Unfortunately, changing homeschool curriculum can be expensive. What do you do if it’s clear that the curriculum you’re using isn’t working for your family, but you can’t afford to purchase all new materials right now?

There are some options. You may wish to seek out inexpensive or free homeschool resources to fill in the gap until you can afford to purchase new materials or you might try creating your own homeschool curriculum or planning your own unit studies. You might also want to use the curriculum as a guide but add personal touches that make it more useful and enjoyable for your family.

If you’re stuck with some curriculum choices that clearly aren’t working, try some of the following ideas:

Include More Hands-On Activities

If you’ve got kinesthetic learners, you may need to include more active learning to add some zip to an otherwise dull curriculum. There are many simple ways to add hands-on learning activities to your homeschool day. 

You could:

  • Build models instead of labeling a diagram in a book
  • Take a field trip
  • Create a 3D map instead of labeling an outline
  • Go outside for nature study instead of just reading about plants and animals
  • Act out your history lesson, complete with costumes
  • Prepare a meal from the country or historical period that you’re studying

Engaging all the senses through hands-on activities can be a fantastic way to add life to a boring curriculum.

Add Quality Literature

History is fascinating – when it’s taught the right way. Why memorize boring names, dates, and places when you can read the stories? Try historical fiction, captivating biographies, and engaging period literature.

It’s not just history that can be enhanced by good books. Read biographies of famous scientists or inventors. Read math story books that make abstract concepts more meaningful.

The stories of the people, places, and events that make up the topics your kids are studying can add meaning and passion to a watered-down synopsis.

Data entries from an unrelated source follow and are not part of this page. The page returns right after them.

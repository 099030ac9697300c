use chrono::{DateTime, Utc};
use serde::{Deserialize, Serialize};

/// One file or folder as returned by the remote drive.
///
/// Field names follow the Graph `driveItem` resource so responses can be
/// deserialized directly. Unknown fields are ignored.
#[derive(Debug, Clone, PartialEq, Serialize, Deserialize)]
#[serde(rename_all = "camelCase")]
pub struct RemoteItem {
    pub id: String,
    pub name: String,
    #[serde(default)]
    pub size: u64,
    pub created_date_time: DateTime<Utc>,
    pub last_modified_date_time: DateTime<Utc>,
    #[serde(default, skip_serializing_if = "Option::is_none")]
    pub folder: Option<FolderFacet>,
    #[serde(default, skip_serializing_if = "Option::is_none")]
    pub file: Option<FileFacet>,
    #[serde(default, skip_serializing_if = "Option::is_none")]
    pub parent_reference: Option<ItemReference>,
}

#[derive(Debug, Clone, Default, PartialEq, Serialize, Deserialize)]
#[serde(rename_all = "camelCase")]
pub struct FolderFacet {
    #[serde(default)]
    pub child_count: u64,
}

#[derive(Debug, Clone, Default, PartialEq, Serialize, Deserialize)]
#[serde(rename_all = "camelCase")]
pub struct FileFacet {
    #[serde(default, skip_serializing_if = "Option::is_none")]
    pub mime_type: Option<String>,
    #[serde(default, skip_serializing_if = "Option::is_none")]
    pub hashes: Option<Hashes>,
}

/// Content hashes in their transport (base64) encoding.
#[derive(Debug, Clone, Default, PartialEq, Serialize, Deserialize)]
#[serde(rename_all = "camelCase")]
pub struct Hashes {
    #[serde(default, skip_serializing_if = "Option::is_none")]
    pub sha1_hash: Option<String>,
    #[serde(default, skip_serializing_if = "Option::is_none")]
    pub crc32_hash: Option<String>,
}

impl Hashes {
    pub fn get(&self, algorithm: HashAlgorithm) -> Option<&str> {
        match algorithm {
            HashAlgorithm::Sha1 => self.sha1_hash.as_deref(),
            HashAlgorithm::Crc32 => self.crc32_hash.as_deref(),
        }
    }
}

#[derive(Debug, Clone, Default, PartialEq, Serialize, Deserialize)]
#[serde(rename_all = "camelCase")]
pub struct ItemReference {
    #[serde(default, skip_serializing_if = "Option::is_none")]
    pub id: Option<String>,
    #[serde(default, skip_serializing_if = "Option::is_none")]
    pub drive_id: Option<String>,
    #[serde(default, skip_serializing_if = "Option::is_none")]
    pub path: Option<String>,
}

impl RemoteItem {
    pub fn file(id: impl Into<String>, name: impl Into<String>, size: u64) -> Self {
        let now = Utc::now();
        Self {
            id: id.into(),
            name: name.into(),
            size,
            created_date_time: now,
            last_modified_date_time: now,
            folder: None,
            file: Some(FileFacet::default()),
            parent_reference: None,
        }
    }

    pub fn folder(id: impl Into<String>, name: impl Into<String>) -> Self {
        let now = Utc::now();
        Self {
            id: id.into(),
            name: name.into(),
            size: 0,
            created_date_time: now,
            last_modified_date_time: now,
            folder: Some(FolderFacet::default()),
            file: None,
            parent_reference: None,
        }
    }

    pub fn with_parent(mut self, parent_id: impl Into<String>, path: impl Into<String>) -> Self {
        self.parent_reference = Some(ItemReference {
            id: Some(parent_id.into()),
            drive_id: None,
            path: Some(path.into()),
        });
        self
    }

    pub fn with_hashes(mut self, hashes: Hashes) -> Self {
        self.file.get_or_insert_with(FileFacet::default).hashes = Some(hashes);
        self
    }

    pub fn is_folder(&self) -> bool {
        self.folder.is_some()
    }

    /// Path of the containing folder, when the drive reported one.
    pub fn parent_path(&self) -> Option<&str> {
        self.parent_reference.as_ref()?.path.as_deref()
    }

    pub fn hash(&self, algorithm: HashAlgorithm) -> Option<&str> {
        self.file.as_ref()?.hashes.as_ref()?.get(algorithm)
    }
}

/// Hash algorithms the drive reports for file content.
#[derive(Debug, Clone, Copy, PartialEq, Eq, Hash)]
pub enum HashAlgorithm {
    Sha1,
    Crc32,
}

impl HashAlgorithm {
    pub const SHA1: &'static str = "SHA1";
    pub const CRC32: &'static str = "CRC32";

    pub fn name(self) -> &'static str {
        match self {
            HashAlgorithm::Sha1 => Self::SHA1,
            HashAlgorithm::Crc32 => Self::CRC32,
        }
    }

    /// Case-insensitive lookup of a well-known algorithm name.
    pub fn from_name(name: &str) -> Option<Self> {
        [HashAlgorithm::Sha1, HashAlgorithm::Crc32]
            .into_iter()
            .find(|algorithm| algorithm.name().eq_ignore_ascii_case(name))
    }
}

/// Byte range of one chunk inside an upload.
#[derive(Debug, Clone, Copy, PartialEq, Eq)]
pub struct ChunkRange {
    pub offset: u64,
    pub length: u64,
    pub total: u64,
}

impl ChunkRange {
    /// Inclusive index of the last byte, as used by `Content-Range`.
    pub fn end(&self) -> u64 {
        self.offset + self.length - 1
    }

    pub fn is_last(&self) -> bool {
        self.offset + self.length >= self.total
    }

    pub fn content_range(&self) -> String {
        format!("bytes {}-{}/{}", self.offset, self.end(), self.total)
    }
}

/// Passed to the chunk-retry callback after a chunk transfer fails.
#[derive(Debug)]
pub struct ChunkUploadError<'a> {
    pub range: ChunkRange,
    /// Retries already made for this chunk; 0 on the first failure.
    pub attempt_count: u32,
    pub error: &'a crate::utils::error::DriveError,
}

Use Videos and Other Digital Media

Kids are captivated by screens these days, so it makes sense to capitalize on that. Visit your local library to check out videos and documentaries related to the topics you’re studying. If you have them, utilize membership sites such as Netflix or Amazon Prime Video.

YouTube can also be an excellent source of information. Your teens may enjoy the Crash Course videos. (You may want to preview these as they sometimes contain course language and questionable humor.)

There are also countless apps that may make topics more relatable through the use of games and virtual experiences, such as virtual dissections or virtual chemical reactions.

Modify the Curriculum

It’s okay to use as much of the curriculum as you can and to modify it to meet your needs. For example, if you’ve purchased an all-inclusive curriculum and you like everything except the science portion, try something else for science.

Maybe you don’t mind the writing assignments, but the topics are boring. Let your child choose a different topic. If your math curriculum is confusing to your child, look for different methods (including hands-on math activities) for teaching the same concepts.

If the curriculum includes lots of written reports that your child finds tedious, let him sum up the same ideas with an oral presentation or by blogging or creating a video about it.

When you discover that your chosen curriculum isn’t a good fit, but you really can’t afford to replace it, tweaking it to suit your family’s needs may get you by until you can afford to make the switch – and you may discover that you really don’t need to completely change after all.